Il mercato del lavoro in Russia è quello che definiremmo altamente flessibile e con un tasso di disoccupazione basso intorno al 5 per cento. Pochissimi i lacciuoli per le aziende che decidono di licenziare ed estrema facilità per i lavoratori di trovare un nuovo impiego; ma se per un dipendente di un’azienda privata di Mosca, gli stipendi si avvicinano a quelli occidentali, nelle regioni russe la situazione è ben diversa ed i salari sono molto più bassi, soprattutto nel settore pubblico. Lo stipendio medio nominale rivalutato nella Federazione si aggira intorno a 35.000 rubli (poco meno di 600 euro), ma un insegnante o un medico, fuori Mosca, possono guadagnare decisamente meno e sono più di 20 milioni i russi sotto la soglia di povertà (dati Banca Mondiale riferiti al primo semestre 2016). Sono scarsissime anche le tutele per i dipendenti ed i sindacati praticamente non esistono. I lavoratori non sono organizzati e il datore di lavoro riesce ad avere una forza contrattuale decisamente alta, come nel settore dei taxi, dove la licenza adesso costa pochissimo (meno di 100 euro), ma per lavorare il tassista deve utilizzare piattaforme online che trattengono quasi il 30% del valore di ogni corsa e considerando che le spese di acquisto e manutenzione dell’auto sono a carico del tassista, come le spese di carburante, il lavoratore autonomo è spesso costretto a turni massacranti di 12, 15 ore al giorno.  

Un sistema di tassazione non progressiva completa la definizione del mercato, per cui con una flat tax al 13% un oligarca ha lo stesso livello di tassazione di un impiegato di banca, dimenticando che chi ha un reddito maggiore potrebbe permettersi di pagare una proporzione più alta di tasse senza che venga toccato il livello di reddito e consumi necessari alla sussistenza.

L’assenza di regole in un determinato momento storico, che ha permesso ad oligarchi e grandi corporation di fare terra bruciata, l’asfissiante burocrazia e le troppe regole in alcuni settori, che impediscono di fatto a nuovi operatori di fare capolino, fanno della Russia il caposaldo del nuovo capitalismo o la retrovia di un regime economico datato?

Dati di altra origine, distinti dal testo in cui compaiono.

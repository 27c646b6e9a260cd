//! `run` command implementation.

use anyhow::{Context, Result};
use std::time::Duration;
use tracing::info;

use crate::cli::RunArgs;
use crate::error::CliError;
use crate::pipeline::{Pipeline, PipelineConfig};

/// Execute the `run` command
pub async fn run_session(args: &RunArgs) -> Result<()> {
    info!(config = %args.config.display(), "Loading configuration");

    if !args.config.exists() {
        return Err(CliError::config_not_found(&args.config).into());
    }

    let mut blueprint = config_loader::ConfigLoader::load_from_path(&args.config)
        .with_context(|| format!("Failed to load config from {}", args.config.display()))?;

    // Apply CLI overrides
    if let Some(mode) = args.mode {
        info!(?mode, "Overriding session mode from CLI");
        blueprint.session.mode = mode.into();
    }
    if let Some(ref path) = args.replay {
        info!(path = %path.display(), "Overriding replay dataset from CLI");
        blueprint.replay = Some(contracts::ReplayConfig { path: path.clone() });
    }
    if args.mode.is_some() || args.replay.is_some() {
        config_loader::ConfigLoader::validate(&blueprint)
            .context("Configuration invalid after CLI overrides")?;
    }

    info!(
        mode = ?blueprint.session.mode,
        lidar = %blueprint.lidar.name,
        movement = blueprint.movement_sensor.as_ref().map(|m| m.name.as_str()),
        map = %blueprint.engine.map_name,
        "Configuration loaded"
    );

    let pipeline = Pipeline::new(PipelineConfig {
        blueprint,
        timeout: (args.timeout > 0).then(|| Duration::from_secs(args.timeout)),
        export_state: args.export_state.clone(),
    });

    if args.dry_run {
        pipeline.dry_run()?;
        info!("Dry run mode - configuration and sources are valid, exiting");
        println!("Configuration and sources are valid: {}", args.config.display());
        return Ok(());
    }

    info!("Starting ingestion...");
    let stats = pipeline.run(shutdown_signal()).await?;

    info!(
        complete = stats.report.is_complete(),
        accepted = stats.report.metrics.total_accepted,
        dropped = stats.report.metrics.total_dropped,
        duration_secs = stats.report.elapsed.as_secs_f64(),
        "Session finished"
    );
    stats.print_summary();

    Ok(())
}

/// Resolves on Ctrl+C or SIGTERM
///
/// A handler that cannot be installed is logged and never fires.
async fn shutdown_signal() {
    let ctrl_c = async {
        if let Err(e) = tokio::signal::ctrl_c().await {
            tracing::warn!(error = %e, "Failed to install Ctrl+C handler");
            std::future::pending::<()>().await;
        }
    };

    #[cfg(unix)]
    let terminate = async {
        match tokio::signal::unix::signal(tokio::signal::unix::SignalKind::terminate()) {
            Ok(mut signal) => {
                signal.recv().await;
            }
            Err(e) => {
                tracing::warn!(error = %e, "Failed to install SIGTERM handler");
                std::future::pending::<()>().await;
            }
        }
    };

    #[cfg(not(unix))]
    let terminate = std::future::pending::<()>();

    tokio::select! {
        _ = ctrl_c => {},
        _ = terminate => {},
    }
}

I grandi agglomerati economici che stritolano la libera iniziativa e che spesso tramite scatole cinesi hanno sede in paradisi fiscali, l’assenza di vere tutele per i lavoratori, sistemi di tassazione che privilegiano i ricchi senza alcuna redistribuzione della ricchezza, rappresentano brandelli del vecchio capitalismo storico o sono un modello del capitalismo del futuro? Scriveva Luigi Einaudi  qualche tempo fa: “ Se si lascia libero gioco al laissez-faire laissez-passez, passano soprattutto gli accordi e le sopraffazioni dei pochi contro i molti, dei ricchi contro i poveri, dei forti contro i deboli, degli astuti contro gli ingenui.”

Se guardiamo alla Russia oggi dobbiamo pensare al nostro passato o immaginare il nostro futuro?